Los acuerdos de paz entre el Gobierno y las Fuerzas Armadas Revolucionarias de Colombia (FARC) han puesto fin a un conflicto viejo de 53 años con un terrible balance de 260.000 muertos y siete millones de desplazados. La paz se firmó en agosto de 2016 y, pese a todos los obstáculos entre medio, poco después se empezaron a instalar los 26 campos de transición para los exguerrillero·as antes de que en agosto de 2019 se acabe la ayuda económica del Estado. Las FARC estaban formadas en un 40 por ciento por mujeres. Y, desde el proceso de desmovilización, se ha producido un baby-boom que en la primavera de 2017 se calculaba en trescientos nacimientos y que ahora ya se habría doblado. Las exguerrilleras se quedan en estos momentos embarazadas y dan a luz cuando antes les estaba prohibido o tenían que abortar. Es un elemento más para creer en el futuro.
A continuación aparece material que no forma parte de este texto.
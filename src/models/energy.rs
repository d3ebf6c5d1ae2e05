use serde::{Deserialize, Serialize};

/// 無線エネルギー消費モデル（2波モデル）
///
/// 送信距離がしきい値未満なら自由空間モデル（距離の2乗）、
/// しきい値以上ならマルチパスモデル（距離の4乗）で増幅器のエネルギーを計算します。
#[derive(Debug, Clone, Copy, PartialEq, Serialize, Deserialize)]
pub struct EnergyModel {
    /// 送受信回路の単位あたり消費エネルギー
    pub e_elec: f64,
    pub distance_threshold: f64,
    pub power_amplifier_for_fs: f64,
    pub power_amplifier_for_amp: f64,
    #[serde(default = "default_scale")]
    pub scale: f64,
}

fn default_scale() -> f64 {
    1e-4
}

impl Default for EnergyModel {
    fn default() -> Self {
        Self {
            e_elec: 50.0,
            distance_threshold: 1.0,
            power_amplifier_for_fs: 1.0,
            power_amplifier_for_amp: 1.0,
            scale: default_scale(),
        }
    }
}

impl EnergyModel {
    /// `size` 単位を `distance` だけ離れた相手に送るときの消費エネルギー（送信 + 受信）
    pub fn get_data_transition_energy(&self, size: u64, distance: f64) -> f64 {
        let k = size as f64;
        let e_t = if distance < self.distance_threshold {
            k * (self.e_elec + self.power_amplifier_for_fs * distance.powi(2))
        } else {
            k * (self.e_elec + self.power_amplifier_for_amp * distance.powi(4))
        };
        let e_r = k * self.e_elec;
        (e_t + e_r) * self.scale
    }
}

#[cfg(test)]
mod tests {
    use super::*;

    fn model() -> EnergyModel {
        EnergyModel {
            e_elec: 2.0,
            distance_threshold: 10.0,
            power_amplifier_for_fs: 0.5,
            power_amplifier_for_amp: 0.01,
            scale: 1.0,
        }
    }

    #[test]
    fn test_free_space_regime() {
        // 3 * (2 + 0.5 * 16) + 3 * 2
        assert_eq!(model().get_data_transition_energy(3, 4.0), 36.0);
    }

    #[test]
    fn test_multipath_regime() {
        // 1 * (2 + 0.01 * 10^4) + 1 * 2
        let energy = model().get_data_transition_energy(1, 10.0);
        assert!((energy - 104.0).abs() < 1e-9);
    }

    #[test]
    fn test_zero_size_costs_nothing() {
        assert_eq!(model().get_data_transition_energy(0, 100.0), 0.0);
    }
}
Este es el punto de partida de Catalina Martín-Chico, que en los últimos años ha vivido entre Nueva York y París donde reside actualmente. En la exposición Colombia: (Re)Nacer, en el Atelier d’Urbanisme de Perpiñán, Martín-Chico seguía las historias personales de estas mujeres que han tenido hijos durante este periodo de transición o ya están haciendo una nueva vida con su pareja y cuidando de sus recién nacidos fuera de los campamentos. El trabajo lo ha podido realizar en el tiempo porque precisamente el año pasado en VISA pour l’Image ganó el Premio Canon de la Mujer Fotoperiodista, dotado con ocho mil euros para desarrollar un proyecto.
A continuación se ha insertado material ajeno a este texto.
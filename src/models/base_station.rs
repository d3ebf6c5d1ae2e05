use crate::models::common::{DeviceRef, Vector};
use crate::models::device::Device;
use crate::models::traits::IDevice;

/// 基地局
///
/// データの最終到達点です。長期記憶に入ったパケットへ到着時刻を記録します。
#[derive(Debug, Clone, PartialEq)]
pub struct BaseStation {
    pub device: Device,
}

impl BaseStation {
    pub fn new(device: Device) -> Self {
        Self { device }
    }

    /// 到着時刻が未記録のパケットに `current_time` を記録する
    pub fn update_data_arrival_time(&mut self, current_time: u64) -> u64 {
        self.device.memory_model.memory.stamp_arrivals(current_time)
    }
}

impl IDevice for BaseStation {
    fn device(&self) -> &Device {
        &self.device
    }

    fn device_mut(&mut self) -> &mut Device {
        &mut self.device
    }

    fn tick(&mut self, current_time: u64, speed_rate: u64, peer_position: &dyn Fn(DeviceRef) -> Option<Vector>) {
        self.device.step(speed_rate, peer_position);
        self.update_data_arrival_time(current_time);
    }
}

#[cfg(test)]
mod tests {
    use super::*;
    use crate::models::device::tests::test_device;
    use crate::models::packet::DataPacket;

    #[test]
    fn test_arrivals_stamped_after_promotion() {
        let mut station = BaseStation::new(test_device(DeviceRef::base_station(0), Vector::zero(), 10));
        station.device.store_data(vec![DataPacket::new(5, 100, 2)], false);

        station.tick(7, 1, &|_| None);
        let data = station.device.get_current_data();
        assert_eq!(data.len(), 1);
        assert_eq!(data[0].arrival_time, Some(7));
        assert_eq!(data[0].delay(), Some(5));

        station.tick(8, 1, &|_| None);
        assert_eq!(station.device.get_current_data()[0].arrival_time, Some(7));
    }
}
El deseo de maternidad entre las exguerrilleras
“Para mí, era muy importante poder llegar antes de que se abrieran los campos para poder explicar la narración visualmente”, nos explicó Martín-Chico de su primer viaje en mayo del año pasado por iniciativa propia. En junio de 2017, estos campos se abrían al exterior y se creaban las llamadas Zonas Veredales Transitorias de Normalización (ZVTN) que se han convertido en una especie de pueblos. “Me interesaba poder explicar que aquella gente que estaba haciendo la transición provenía de la selva y que eran combatientes y guerrilleros. En aquel momento, todavía vivían en condiciones de guerrilla, en caletas, las tiendas de campaña de plástico, y todavía llevaban el uniforme y alguna arma”.
Con el premio perpiñanés en el bolsillo, la fotógrafa volvió entre febrero y abril de este año para ver la evolución de esta readaptación a la sociedad. “En nueve meses, las cosas han cambiado un montón. En las zonas veredales, ya no hay tiendas de campaña, no se ven uniformes ni armas. Se han construido casas. Los bebés ya habían nacido. También se han construido carreteras, allí donde antes se tenía que caminar en medio del barro”.
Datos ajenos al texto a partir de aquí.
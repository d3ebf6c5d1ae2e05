use serde::{Deserialize, Serialize};

/// データパケット
///
/// 同一単位データの束を表します。`size` は束に含まれる単位数で、
/// 転送やフェッチの際には束を分割できます。
#[derive(Debug, Clone, PartialEq, Serialize, Deserialize)]
pub struct DataPacket {
    /// 単位数
    pub size: u64,
    /// 失効までの残りティック数
    pub life_time: u64,
    /// センサーで生成された時刻
    pub created_time: u64,
    /// 基地局に初めて格納された時刻（未到着なら None）
    pub arrival_time: Option<u64>,
}

impl DataPacket {
    pub fn new(size: u64, life_time: u64, created_time: u64) -> Self {
        Self {
            size,
            life_time,
            created_time,
            arrival_time: None,
        }
    }

    /// 寿命を `ticks` だけ減らす（0で下げ止まり）
    pub fn decrease_life_time(&mut self, ticks: u64) {
        self.life_time = self.life_time.saturating_sub(ticks);
    }

    pub fn is_alive(&self) -> bool {
        self.life_time > 0
    }

    /// 到着時刻を記録する。既に記録済みなら何もしない。
    ///
    /// # 戻り値
    ///
    /// 今回記録した場合は true
    pub fn update_arrival_time(&mut self, time_step: u64) -> bool {
        if self.arrival_time.is_some() {
            return false;
        }
        self.arrival_time = Some(time_step);
        true
    }

    /// 先頭から `size` 単位を切り出し、残りを自身に残す
    pub fn split_off(&mut self, size: u64) -> DataPacket {
        let taken = size.min(self.size);
        self.size -= taken;
        DataPacket {
            size: taken,
            ..self.clone()
        }
    }

    /// 生成から到着までの遅延
    pub fn delay(&self) -> Option<u64> {
        self.arrival_time.map(|arrival| arrival.saturating_sub(self.created_time))
    }
}

/// パケット列の合計サイズ
pub fn total_size(packets: &[DataPacket]) -> u64 {
    packets.iter().map(|packet| packet.size).sum()
}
Los campos escogidos por Martín-Chico fueron el de Icononzo, al sur de Bogotá, y el de Colinas, en San José de Guaviare, en el centro del país. El primero está situado en una zona montañosa y el segundo en la selva. Dos paisajes distintos que, para la fotógrafa, también corresponden a dos preocupaciones diferentes por parte de sus ocupantes. Un tercero, en Cali, en la costa del Pacífico, cuando llegó la primera vez ya estaba demasiado avanzado.
Entrada y salida de las FARC
En su búsqueda de historias personales, destacan la de Angelina por una parte y la de Dayana y Jairo por otra. Los ha podido seguir en sus dos viajes en Colombia. Angelina, que ahora cuenta con treinta años y se unió a las FARC a los once donde le pusieron el nombre de guerra de Olga, encabezaba la exposición con una foto dando el pecho a su bebé cuando los campos aun estaban constituidos de tiendas de campaña. Integró la guerrilla después de años en la calle, abandonada por su madre y con un padrastro que abusaba de ella.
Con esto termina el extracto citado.